Par Me Félix-Antoine T. Doyon

L’affaire DSK a mis en lumière toute l’importance que peut prendre la crédibilité d’un témoin dans le cadre d’un procès. La crédibilité est effectivement au cœur d’un très grand nombre d’affaires, et au Canada, le jugement de référence est l’arrêt R. c. W. (D.)[1]. Une décision récente de la Cour d’appel   Vollant c. R. 2011 QCCA 1309 – nous rappel les principes applicables.

Contexte

Le mardi 12 avril 2005, Alex Cormier a été découvert mort à son domicile. La victime est à genoux sur le côté du lit de sa chambre avec le haut de son corps étendu sur le lit. Son corps est ensanglanté et couvert de multiples plaies, fractures et contusions. L’autopsie révèle qu’Alex Cormier est décédé d’un traumatisme cranio-cérébral causé par une arme contondante. Au procès, il est reconnu qu’Alex Cormier a été victime d’un meurtre. Seule l’identité du meurtrier est en litige.

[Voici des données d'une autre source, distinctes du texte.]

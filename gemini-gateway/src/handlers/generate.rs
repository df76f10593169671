//! Generation routes.
//!
//! Every route runs the same pipeline: validate, build the part list, call the
//! model, extract text. They differ only in the [`Endpoint`] wording and
//! defaults.

use super::errors::{Endpoint, GenerateError};
use crate::dtos::{GenerateTextRequest, GenerationResult};
use crate::services::providers::{ContentPart, GenerationPayload};
use crate::services::{extract_text, record_generation, UploadedFile};
use crate::startup::AppState;
use axum::{
    extract::{multipart::MultipartRejection, rejection::JsonRejection, Multipart, State},
    Json,
};
use base64::{engine::general_purpose::STANDARD as BASE64_STANDARD, Engine};
use std::time::Instant;

pub async fn generate_text(
    State(state): State<AppState>,
    body: Result<Json<GenerateTextRequest>, JsonRejection>,
) -> Result<Json<GenerationResult>, GenerateError> {
    let prompt = match body {
        Ok(Json(request)) => request.prompt,
        Err(rejection) => {
            tracing::debug!(error = %rejection.body_text(), "Unreadable generate-text body");
            None
        }
    }
    .filter(|prompt| !prompt.is_empty())
    .ok_or(GenerateError::MissingInput(Endpoint::Text))?;

    let text = generate(&state, Endpoint::Text, GenerationPayload::Prompt(prompt)).await?;

    Ok(Json(GenerationResult::text(text)))
}

pub async fn generate_from_image(
    State(state): State<AppState>,
    multipart: Result<Multipart, MultipartRejection>,
) -> Result<Json<GenerationResult>, GenerateError> {
    generate_from_upload(&state, Endpoint::Image, multipart).await
}

pub async fn generate_from_document(
    State(state): State<AppState>,
    multipart: Result<Multipart, MultipartRejection>,
) -> Result<Json<GenerationResult>, GenerateError> {
    generate_from_upload(&state, Endpoint::Document, multipart).await
}

pub async fn generate_from_audio(
    State(state): State<AppState>,
    multipart: Result<Multipart, MultipartRejection>,
) -> Result<Json<GenerationResult>, GenerateError> {
    generate_from_upload(&state, Endpoint::Audio, multipart).await
}

async fn generate_from_upload(
    state: &AppState,
    endpoint: Endpoint,
    multipart: Result<Multipart, MultipartRejection>,
) -> Result<Json<GenerationResult>, GenerateError> {
    let file_field = endpoint
        .file_field()
        .ok_or(GenerateError::MissingInput(endpoint))?;

    // A body that isn't multipart at all simply carries no file.
    let multipart = multipart.map_err(|rejection| {
        tracing::debug!(
            endpoint = endpoint.name(),
            error = %rejection.body_text(),
            "Request body is not multipart"
        );
        GenerateError::MissingInput(endpoint)
    })?;

    let form = state
        .uploads
        .receive(multipart, file_field)
        .await
        .map_err(|e| {
            tracing::warn!(endpoint = endpoint.name(), error = %e, "Failed to receive upload");
            GenerateError::Upload(endpoint, e)
        })?;

    let file = form.file.ok_or(GenerateError::MissingInput(endpoint))?;
    let prompt = resolve_prompt(endpoint, form.prompt);

    // Dropping `file` also cleans up if this future is cancelled mid-call.
    let result = generate_from_file(state, endpoint, prompt, &file).await;
    file.discard();

    result.map(Json)
}

async fn generate_from_file(
    state: &AppState,
    endpoint: Endpoint,
    prompt: Option<String>,
    file: &UploadedFile,
) -> Result<GenerationResult, GenerateError> {
    let bytes = file.read().await.map_err(|e| {
        tracing::error!(
            endpoint = endpoint.name(),
            path = %file.path.display(),
            error = %e,
            "Failed to read upload"
        );
        GenerateError::Failed(endpoint, e.to_string())
    })?;

    let payload = GenerationPayload::Parts(build_parts(prompt, &file.mime_type, &bytes));
    let text = generate(state, endpoint, payload).await?;

    let result = GenerationResult::text(text);
    if endpoint.echoes_source() {
        return Ok(result.with_source(file.original_name.clone(), file.mime_type.clone()));
    }
    Ok(result)
}

/// The caller's prompt, or the endpoint default when it is missing. An empty
/// prompt also takes the default unless the endpoint keeps it as sent.
fn resolve_prompt(endpoint: Endpoint, prompt: Option<String>) -> Option<String> {
    match prompt {
        Some(prompt) if !prompt.is_empty() || endpoint.keeps_empty_prompt() => Some(prompt),
        _ => endpoint.default_prompt().map(str::to_string),
    }
}

/// Text part first when there is one, then the attachment as inline data.
fn build_parts(prompt: Option<String>, mime_type: &str, bytes: &[u8]) -> Vec<ContentPart> {
    let mut parts = Vec::with_capacity(2);
    if let Some(prompt) = prompt {
        parts.push(ContentPart::text(prompt));
    }
    parts.push(ContentPart::inline_data(
        mime_type,
        BASE64_STANDARD.encode(bytes),
    ));
    parts
}

async fn generate(
    state: &AppState,
    endpoint: Endpoint,
    payload: GenerationPayload,
) -> Result<String, GenerateError> {
    let started = Instant::now();

    match state.generator.generate_content(payload).await {
        Ok(response) => {
            record_generation(endpoint.name(), "success");
            tracing::info!(
                endpoint = endpoint.name(),
                model = state.generator.model(),
                elapsed_ms = started.elapsed().as_millis() as u64,
                "Generation completed"
            );
            Ok(extract_text(&response))
        }
        Err(e) => {
            record_generation(endpoint.name(), "failure");
            tracing::error!(
                endpoint = endpoint.name(),
                model = state.generator.model(),
                error = %e,
                "Generation failed"
            );
            Err(GenerateError::Failed(endpoint, e.to_string()))
        }
    }
}
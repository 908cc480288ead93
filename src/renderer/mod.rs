//! Sources of rendered page text.
//!
//! A renderer is a stateful session: it is acquired once before the first
//! cycle, sampled repeatedly, and released when monitoring stops.

mod browser;
mod http;

use async_trait::async_trait;

use crate::RenderError;

pub use browser::{BrowserRenderer, BrowserSettings};
pub use http::HttpRenderer;

#[async_trait]
pub trait PageRenderer: Send {
    /// Loads (or reloads) the monitored page and returns its visible text.
    async fn fetch_rendered_text(&mut self) -> Result<String, RenderError>;

    /// Returns the current visible text without navigating.
    async fn resample_text(&mut self) -> Result<String, RenderError> {
        self.fetch_rendered_text().await
    }

    /// Tears the session down. Later calls on the renderer may fail.
    async fn release(&mut self) -> Result<(), RenderError> {
        Ok(())
    }
}

#[async_trait]
impl<T: PageRenderer + ?Sized> PageRenderer for Box<T> {
    async fn fetch_rendered_text(&mut self) -> Result<String, RenderError> {
        (**self).fetch_rendered_text().await
    }

    async fn resample_text(&mut self) -> Result<String, RenderError> {
        (**self).resample_text().await
    }

    async fn release(&mut self) -> Result<(), RenderError> {
        (**self).release().await
    }
}
mod discord;
mod logging;

use async_trait::async_trait;

use crate::{NotifyError, TargetDate, Verdicts};

pub use self::discord::DiscordNotifier;
pub use self::logging::LogNotifier;

/// Outbound alert delivery. Called at most once per cycle with every date
/// that became available in it.
#[async_trait]
pub trait Notifier: Send + Sync {
    async fn notify(
        &self,
        newly_available: &[TargetDate],
        verdicts: &Verdicts,
    ) -> Result<(), NotifyError>;
}

#[async_trait]
impl<T: Notifier + ?Sized> Notifier for Box<T> {
    async fn notify(
        &self,
        newly_available: &[TargetDate],
        verdicts: &Verdicts,
    ) -> Result<(), NotifyError> {
        (**self).notify(newly_available, verdicts).await
    }
}
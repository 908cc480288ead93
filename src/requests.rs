use std::time::Duration;

use reqwest::{Client, ClientBuilder, Response};
use serde::Serialize;

const USER_AGENT: &str = concat!(env!("CARGO_PKG_NAME"), "/", env!("CARGO_PKG_VERSION"));

/// Shared HTTP client for page fetches and webhook deliveries.
#[derive(Debug, Clone)]
pub struct RequestClient {
    client: Client,
}

impl RequestClient {
    pub fn new(timeout: Duration) -> anyhow::Result<Self> {
        let client = ClientBuilder::new()
            .user_agent(USER_AGENT)
            .timeout(timeout)
            .build()?;
        Ok(Self { client })
    }

    pub async fn fetch_url_response(&self, url: &str) -> reqwest::Result<Response> {
        self.client.get(url).send().await
    }

    pub async fn post_json<T: Serialize + ?Sized>(
        &self,
        url: &str,
        body: &T,
    ) -> reqwest::Result<Response> {
        self.client.post(url).json(body).send().await
    }
}
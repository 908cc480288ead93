use async_trait::async_trait;
use log::info;

use super::Notifier;
use crate::{NotifyError, TargetDate, Verdicts};

/// Stand-in used when no webhook is configured.
#[derive(Debug, Default)]
pub struct LogNotifier;

#[async_trait]
impl Notifier for LogNotifier {
    async fn notify(
        &self,
        newly_available: &[TargetDate],
        _verdicts: &Verdicts,
    ) -> Result<(), NotifyError> {
        let dates: Vec<String> = newly_available.iter().map(ToString::to_string).collect();
        info!("Newly available (no webhook configured): {}", dates.join(", "));
        Ok(())
    }
}
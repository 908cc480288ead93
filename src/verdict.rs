use std::fmt;

use crate::TargetDate;

/// Outcome of one detection pass for one date.
#[derive(Debug, Clone, Copy, PartialEq, Eq, Hash)]
pub enum Verdict {
    Available,
    Unavailable,
    /// No usable signal. Never notifies and never clears notification state.
    Indeterminate,
}

impl fmt::Display for Verdict {
    fn fmt(&self, f: &mut fmt::Formatter<'_>) -> fmt::Result {
        let label = match self {
            Verdict::Available => "available",
            Verdict::Unavailable => "unavailable",
            Verdict::Indeterminate => "indeterminate",
        };
        f.write_str(label)
    }
}

/// Verdicts of one check cycle, in configuration order.
#[derive(Debug, Clone, Default, PartialEq, Eq)]
pub struct Verdicts {
    entries: Vec<(TargetDate, Verdict)>,
}

impl Verdicts {
    pub fn new() -> Self {
        Self::default()
    }

    /// Every date gets the same verdict.
    pub fn uniform(dates: &[TargetDate], verdict: Verdict) -> Self {
        dates.iter().map(|date| (*date, verdict)).collect()
    }

    /// Inserts or replaces the verdict for `date`, keeping its original position.
    pub fn insert(&mut self, date: TargetDate, verdict: Verdict) {
        match self.entries.iter_mut().find(|(d, _)| *d == date) {
            Some(entry) => entry.1 = verdict,
            None => self.entries.push((date, verdict)),
        }
    }

    pub fn get(&self, date: TargetDate) -> Option<Verdict> {
        self.entries
            .iter()
            .find(|(d, _)| *d == date)
            .map(|(_, verdict)| *verdict)
    }

    pub fn iter(&self) -> impl Iterator<Item = (TargetDate, Verdict)> + '_ {
        self.entries.iter().copied()
    }
}

impl FromIterator<(TargetDate, Verdict)> for Verdicts {
    fn from_iter<I: IntoIterator<Item = (TargetDate, Verdict)>>(iter: I) -> Self {
        let mut verdicts = Verdicts::new();
        for (date, verdict) in iter {
            verdicts.insert(date, verdict);
        }
        verdicts
    }
}
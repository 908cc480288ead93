use std::{
    collections::HashMap,
    path::{Path, PathBuf},
    time::Duration,
};

use anyhow::{Context, bail};
use log::warn;
use serde::{Deserialize, de::DeserializeOwned};

use crate::{
    AvailabilityDetector, ChallengeGate, ChallengePhrases, DateEncoding, TargetDate,
    renderer::BrowserSettings,
};

pub const DEFAULT_PAGE_URL: &str = "https://reservenski.parkbrightonresort.com/select-parking";

#[derive(Debug, Clone, Copy, PartialEq, Eq, Deserialize)]
#[serde(rename_all = "lowercase")]
pub enum RendererKind {
    Browser,
    Http,
}

/// The env vars that configure monitoring.
#[derive(Debug, Deserialize)]
pub struct MonitorEnv {
    #[serde(default = "default_target_dates")]
    pub target_dates: String,
    #[serde(default = "default_check_interval")]
    pub check_interval: u64,
    #[serde(default = "default_challenge_timeout")]
    pub challenge_timeout: u64,
    #[serde(default = "default_challenge_poll_interval")]
    pub challenge_poll_interval: u64,
    #[serde(default = "default_settle_delay")]
    pub settle_delay: u64,
    #[serde(default = "default_render_timeout")]
    pub render_timeout: u64,
    #[serde(default = "default_page_url")]
    pub page_url: String,
    #[serde(default = "default_renderer")]
    pub renderer: RendererKind,
    #[serde(default = "default_webdriver_url")]
    pub webdriver_url: String,
    #[serde(default = "default_headless")]
    pub headless: bool,
    pub screenshot_path: Option<PathBuf>,
    pub discord_webhook_url: Option<String>,
    pub negative_keywords: Option<String>,
    pub date_formats: Option<String>,
    pub challenge_phrases: Option<String>,
}

fn default_target_dates() -> String {
    "2/21,2/22,2/28,3/1".to_string()
}

fn default_check_interval() -> u64 {
    1800
}

fn default_challenge_timeout() -> u64 {
    60
}

fn default_challenge_poll_interval() -> u64 {
    2
}

fn default_settle_delay() -> u64 {
    3
}

fn default_render_timeout() -> u64 {
    45
}

fn default_page_url() -> String {
    DEFAULT_PAGE_URL.to_string()
}

fn default_renderer() -> RendererKind {
    RendererKind::Browser
}

fn default_webdriver_url() -> String {
    "http://localhost:9515".to_string()
}

fn default_headless() -> bool {
    true
}

/// Validated monitoring configuration.
#[derive(Debug, Clone)]
pub struct MonitorConfig {
    pub targets: Vec<TargetDate>,
    pub poll_interval: Duration,
    pub challenge_timeout: Duration,
    pub challenge_poll_interval: Duration,
    pub settle_delay: Duration,
    pub render_timeout: Duration,
    pub page_url: String,
    pub renderer: RendererKind,
    pub webdriver_url: String,
    pub headless: bool,
    pub screenshot_path: Option<PathBuf>,
    pub discord_webhook_url: Option<String>,
    pub negative_keywords: Option<Vec<String>>,
    pub date_formats: Option<Vec<DateEncoding>>,
    pub challenge_phrases: Option<Vec<String>>,
}

impl MonitorConfig {
    /// Loads from the process env plus `env_file`, or `./.env` when no file
    /// is given. Exactly one file is consulted.
    pub fn new(env_file: Option<&Path>) -> anyhow::Result<Self> {
        let monitor_env = match env_file {
            Some(path) => MonitorEnv::load_from_env_file(path)?,
            None => MonitorEnv::load_from_env()?,
        };
        Self::from_env(monitor_env)
    }

    pub fn from_env(env: MonitorEnv) -> anyhow::Result<Self> {
        let mut targets: Vec<TargetDate> = Vec::new();
        for date in TargetDate::parse_list(&env.target_dates).context("invalid TARGET_DATES")? {
            if targets.contains(&date) {
                warn!("TARGET_DATES lists {date} more than once, ignoring the repeat");
            } else {
                targets.push(date);
            }
        }
        if targets.is_empty() {
            bail!("TARGET_DATES must name at least one date");
        }

        let date_formats = match env.date_formats.as_deref() {
            Some(list) => {
                let formats = DateEncoding::parse_list(list).context("invalid DATE_FORMATS")?;
                if formats.is_empty() {
                    bail!("DATE_FORMATS must name at least one format");
                }
                Some(formats)
            }
            None => None,
        };

        Ok(Self {
            targets,
            poll_interval: positive_secs("CHECK_INTERVAL", env.check_interval)?,
            challenge_timeout: positive_secs("CHALLENGE_TIMEOUT", env.challenge_timeout)?,
            challenge_poll_interval: positive_secs(
                "CHALLENGE_POLL_INTERVAL",
                env.challenge_poll_interval,
            )?,
            settle_delay: Duration::from_secs(env.settle_delay),
            render_timeout: positive_secs("RENDER_TIMEOUT", env.render_timeout)?,
            page_url: env.page_url,
            renderer: env.renderer,
            webdriver_url: env.webdriver_url,
            headless: env.headless,
            screenshot_path: env.screenshot_path,
            discord_webhook_url: env.discord_webhook_url.filter(|url| !url.trim().is_empty()),
            negative_keywords: env.negative_keywords.as_deref().map(split_list),
            date_formats,
            challenge_phrases: env.challenge_phrases.as_deref().map(split_list),
        })
    }

    pub fn challenge_phrases(&self) -> ChallengePhrases {
        match &self.challenge_phrases {
            Some(phrases) => ChallengePhrases::new(phrases),
            None => ChallengePhrases::default(),
        }
    }

    pub fn challenge_gate(&self) -> ChallengeGate {
        ChallengeGate::new(self.challenge_phrases())
            .with_timeout(self.challenge_timeout)
            .with_poll_interval(self.challenge_poll_interval)
            .with_settle_delay(self.settle_delay)
    }

    pub fn detector(&self) -> AvailabilityDetector {
        let mut detector =
            AvailabilityDetector::default().with_challenge_phrases(self.challenge_phrases());
        if let Some(keywords) = &self.negative_keywords {
            detector = detector.with_negative_keywords(keywords);
        }
        if let Some(formats) = &self.date_formats {
            detector = detector.with_encodings(formats.clone());
        }
        detector
    }

    pub fn browser_settings(&self) -> BrowserSettings {
        BrowserSettings {
            webdriver_url: self.webdriver_url.clone(),
            headless: self.headless,
            page_load_timeout: self.render_timeout,
            screenshot_path: self.screenshot_path.clone(),
        }
    }
}

fn positive_secs(name: &str, secs: u64) -> anyhow::Result<Duration> {
    if secs == 0 {
        bail!("{name} must be greater than zero");
    }
    Ok(Duration::from_secs(secs))
}

fn split_list(list: &str) -> Vec<String> {
    list.split(',')
        .map(str::trim)
        .filter(|entry| !entry.is_empty())
        .map(String::from)
        .collect()
}

// Extension trait.
pub trait LoadFromEnv: DeserializeOwned {
    fn load_from_env() -> anyhow::Result<Self> {
        // Don't throw an error if .env file doesn't exist.
        let file_vars = match dotenv::dotenv_iter() {
            Ok(iter) => iter.collect::<Result<Vec<_>, _>>().context("malformed .env")?,
            Err(_) => Vec::new(),
        };
        Self::from_sources(file_vars, std::env::vars())
    }

    /// Like `load_from_env`, but reads `path` and never `./.env`.
    fn load_from_env_file(path: &Path) -> anyhow::Result<Self> {
        let file_vars = dotenv::from_path_iter(path)
            .with_context(|| format!("could not load {}", path.display()))?
            .collect::<Result<Vec<_>, _>>()
            .with_context(|| format!("malformed {}", path.display()))?;
        Self::from_sources(file_vars, std::env::vars())
    }

    /// Process variables win over file variables, as with dotenv.
    fn from_sources<F, P>(file_vars: F, process_vars: P) -> anyhow::Result<Self>
    where
        F: IntoIterator<Item = (String, String)>,
        P: IntoIterator<Item = (String, String)>,
    {
        let mut vars: HashMap<String, String> = file_vars.into_iter().collect();
        vars.extend(process_vars);
        let config =
            envy::from_iter(vars).context("failed to load env variables into config struct")?;
        Ok(config)
    }
}

impl<T: DeserializeOwned> LoadFromEnv for T {}
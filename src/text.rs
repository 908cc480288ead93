use scraper::{Html, Node};

const INVISIBLE_ELEMENTS: [&str; 5] = ["head", "script", "style", "noscript", "template"];

/// Text a reader would see in `html`, one space between words.
pub fn visible_text(html: &str) -> String {
    let document = Html::parse_document(html);
    let mut words = Vec::new();
    for node in document.tree.root().descendants() {
        let Node::Text(text) = node.value() else {
            continue;
        };
        let hidden = node.ancestors().any(|ancestor| {
            ancestor
                .value()
                .as_element()
                .is_some_and(|element| INVISIBLE_ELEMENTS.contains(&element.name()))
        });
        if !hidden {
            words.extend(text.split_whitespace());
        }
    }
    words.join(" ")
}

/// Lowercases and collapses whitespace runs into single spaces.
pub fn normalize(text: &str) -> String {
    text.split_whitespace()
        .collect::<Vec<_>>()
        .join(" ")
        .to_lowercase()
}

Le 21 avril 2005, l’appelant – Éric Vollant – est rencontré par la police comme témoin. Ce dernier relate la relation qu’il a eue avec la victime la journée où le meurtre a été commis. Sa déclaration est exculpatoire. Cependant, le 14 mai 2005, l’appelant est arrêté pour capacités affaiblies et par la suite, dans des circonstances particulières qui l’on amené à se faire transporter à l’hôpital, il déclare en face d’un agent de police la chose suivante : « J’ai tué Alex, toi t’es mon prochain ».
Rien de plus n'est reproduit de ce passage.